### What you need to do
Find every line in the records below that holds the word "before", and copy it out.

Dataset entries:

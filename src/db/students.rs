//! Student repository. Students are provisioned by administrative
//! collaborators outside this core (spec §3) — only reads are exposed here.

use sqlx::PgPool;
use uuid::Uuid;

use crate::models::Student;

pub async fn find_by_id(pool: &PgPool, student_id: Uuid) -> Result<Option<Student>, sqlx::Error> {
    sqlx::query_as::<_, Student>(
        r#"SELECT id, student_number, status FROM students WHERE id = $1"#,
    )
    .bind(student_id)
    .fetch_optional(pool)
    .await
}
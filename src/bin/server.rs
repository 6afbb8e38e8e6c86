//! Service entry point, grounded on the teacher's `bin/agentic_server.rs`
//! (pool setup, CORS/Trace layers, `axum::serve`).

use std::sync::Arc;

use registrar::config::Settings;
use registrar::coordinator::RegistrationCoordinator;
use registrar::counter::{CounterStore, InMemorySeatCounterStore};
use registrar::db;
use registrar::idempotency::IdempotencyGate;
use registrar::jobs::{worker, JobContext, JobQueue};
use registrar::waitlist::WaitlistManager;
use tower_http::cors::CorsLayer;
use tower_http::trace::TraceLayer;

#[tokio::main]
async fn main() -> anyhow::Result<()> {
    registrar::telemetry::init();

    let settings = Settings::from_env();

    let pool = db::pool::connect(&settings.database_url).await?;
    db::pool::run_migrations(&pool).await?;

    let counter: Arc<dyn CounterStore> = Arc::new(InMemorySeatCounterStore::new());
    warm_up_counter(&pool, &counter).await?;

    let waitlist = Arc::new(WaitlistManager::new(pool.clone()));
    let (queue, receivers) = JobQueue::new(settings.queue_buffer_size);
    let idempotency = IdempotencyGate::new(pool.clone(), settings.idempotency_ttl);

    let coordinator = Arc::new(RegistrationCoordinator::new(
        pool.clone(),
        counter.clone(),
        waitlist.clone(),
        queue.clone(),
        idempotency,
    ));

    let (shutdown_tx, shutdown_rx) = tokio::sync::watch::channel(false);
    let job_ctx = Arc::new(JobContext {
        pool: pool.clone(),
        counter,
        waitlist,
        queue,
    });
    let worker_handles = worker::spawn(
        job_ctx,
        receivers,
        settings.workers_per_topic,
        shutdown_rx.clone(),
    );

    let app = registrar::api::router(coordinator)
        .layer(CorsLayer::permissive())
        .layer(TraceLayer::new_for_http());

    let addr = std::net::SocketAddr::from(([0, 0, 0, 0], settings.server_port));
    tracing::info!(%addr, "registrar-server listening");

    let listener = tokio::net::TcpListener::bind(addr).await?;
    axum::serve(listener, app)
        .with_graceful_shutdown(shutdown_signal())
        .await?;

    tracing::info!("http server stopped, signalling workers to drain");
    let _ = shutdown_tx.send(true);

    let drain = async {
        for handle in worker_handles {
            let _ = handle.await;
        }
    };
    match tokio::time::timeout(settings.shutdown_timeout, drain).await {
        Ok(_) => tracing::info!("worker pool drained"),
        Err(_) => tracing::warn!("worker pool did not drain within the shutdown timeout"),
    }

    Ok(())
}

/// Sets every active section's counter to its durable `available_seats`
/// value (spec §4.2 `set` is "used only at warm-up and reconciliation").
async fn warm_up_counter(
    pool: &sqlx::PgPool,
    counter: &Arc<dyn CounterStore>,
) -> anyhow::Result<()> {
    let sections = sqlx::query_as::<_, registrar::models::Section>(
        r#"SELECT id, course_id, semester_id, section_number, total_seats,
                  available_seats, active, version, created_at, updated_at
           FROM sections WHERE active = true"#,
    )
    .fetch_all(pool)
    .await?;

    for section in sections {
        counter.set(section.id, section.available_seats as i64).await;
    }
    Ok(())
}

async fn shutdown_signal() {
    let ctrl_c = async {
        tokio::signal::ctrl_c()
            .await
            .expect("failed to install ctrl_c handler");
    };

    #[cfg(unix)]
    let terminate = async {
        tokio::signal::unix::signal(tokio::signal::unix::SignalKind::terminate())
            .expect("failed to install signal handler")
            .recv()
            .await;
    };

    #[cfg(not(unix))]
    let terminate = std::future::pending::<()>();

    tokio::select! {
        _ = ctrl_c => {},
        _ = terminate => {},
    }
}
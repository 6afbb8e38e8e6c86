//! Idempotency Gate (spec §4.6), grounded on `rust-dd-tako`'s
//! Idempotency-Key plugin for the key/scope/TTL/conflict shape, persisted
//! through `db::idempotency` in the style of `leynos-wildside`'s
//! `diesel_idempotency_repository`.
//!
//! A key scopes to a single student (spec §4.6): the cache key is
//! `(student_id, key)`, and the payload signature is a SHA-256 hash of the
//! canonical request body, matching the teacher's use of `sha2` in
//! `database/session_repository.rs`.

use chrono::{Duration as ChronoDuration, Utc};
use sha2::{Digest, Sha256};
use sqlx::PgPool;
use uuid::Uuid;

use crate::db;
use crate::error::{CoreError, CoreResult};
use crate::models::IdempotencyKeyRecord;

pub struct IdempotencyGate {
    pool: PgPool,
    ttl: ChronoDuration,
}

/// What the caller should do before processing a request under a given key.
pub enum Admission {
    /// No prior record, or the prior record expired: proceed, then call
    /// `commit` with the result.
    Proceed,
    /// A live, matching record exists: return this cached response verbatim
    /// without re-running the request.
    Replay {
        status_code: u16,
        body: serde_json::Value,
    },
}

impl IdempotencyGate {
    pub fn new(pool: PgPool, ttl: std::time::Duration) -> Self {
        Self {
            pool,
            ttl: ChronoDuration::from_std(ttl).unwrap_or(ChronoDuration::days(1)),
        }
    }

    pub fn hash_request(student_id: Uuid, body: &serde_json::Value) -> String {
        let mut hasher = Sha256::new();
        hasher.update(student_id.as_bytes());
        hasher.update(body.to_string().as_bytes());
        format!("{:x}", hasher.finalize())
    }

    /// Checks whether `key` has already been seen for `student_id`. Expired
    /// records are deleted on read rather than left for a separate sweep,
    /// since a read is the only time staleness matters (spec §4.6).
    ///
    /// A brand-new key is claimed with an atomic `INSERT ... ON CONFLICT DO
    /// NOTHING` rather than a plain "not found -> proceed" check, so two
    /// concurrent requests racing on the same never-before-seen key can't
    /// both win `Proceed` and both mutate the seat counter. The loser sees
    /// its claim fail, re-reads what the winner left behind, and either
    /// replays the winner's response or — if the winner hasn't committed
    /// yet (`status_code == 0`, the in-flight sentinel) — is told to treat
    /// it as a conflict rather than block or double-process.
    pub async fn admit(
        &self,
        key: &str,
        student_id: Uuid,
        request_hash: &str,
    ) -> CoreResult<Admission> {
        loop {
            let Some(existing) = db::idempotency::find(&self.pool, key, student_id).await? else {
                let now = Utc::now();
                let won = db::idempotency::claim(
                    &self.pool,
                    key,
                    student_id,
                    request_hash,
                    now,
                    now + self.ttl,
                )
                .await?;
                if won {
                    return Ok(Admission::Proceed);
                }
                continue; // lost the race; re-read what the winner claimed
            };

            if existing.expires_at <= Utc::now() {
                db::idempotency::delete(&self.pool, key, student_id).await?;
                continue;
            }

            if existing.status_code == 0 {
                // Another request has claimed this key and is still
                // processing; there is no response yet to replay.
                return Err(CoreError::IdempotencyConflict);
            }

            if existing.request_hash != request_hash {
                return Err(CoreError::IdempotencyConflict);
            }

            return Ok(Admission::Replay {
                status_code: existing.status_code,
                body: existing.response_body,
            });
        }
    }

    /// Persists the response under `key` so a replay within the TTL window
    /// can short-circuit future requests.
    pub async fn commit(
        &self,
        key: &str,
        student_id: Uuid,
        request_hash: &str,
        status_code: u16,
        body: &serde_json::Value,
    ) -> CoreResult<()> {
        let now = Utc::now();
        let record = IdempotencyKeyRecord {
            key: key.to_string(),
            student_id,
            request_hash: request_hash.to_string(),
            response_body: body.clone(),
            status_code,
            processed_at: now,
            expires_at: now + self.ttl,
        };
        db::idempotency::commit(&self.pool, &record).await?;
        Ok(())
    }
}

#[cfg(test)]
mod tests {
    use super::*;

    #[test]
    fn hash_is_stable_for_identical_inputs() {
        let student_id = Uuid::new_v4();
        let body = serde_json::json!({"section_ids": ["a", "b"]});
        let h1 = IdempotencyGate::hash_request(student_id, &body);
        let h2 = IdempotencyGate::hash_request(student_id, &body);
        assert_eq!(h1, h2);
    }

    #[test]
    fn hash_differs_for_different_students_or_bodies() {
        let body = serde_json::json!({"section_ids": ["a"]});
        let s1 = Uuid::new_v4();
        let s2 = Uuid::new_v4();
        assert_ne!(
            IdempotencyGate::hash_request(s1, &body),
            IdempotencyGate::hash_request(s2, &body)
        );

        let other_body = serde_json::json!({"section_ids": ["b"]});
        assert_ne!(
            IdempotencyGate::hash_request(s1, &body),
            IdempotencyGate::hash_request(s1, &other_body)
        );
    }
}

### Output of the task
/// What the caller should do before processing a request under a given key.
    /// concurrent requests racing on the same never-before-seen key can't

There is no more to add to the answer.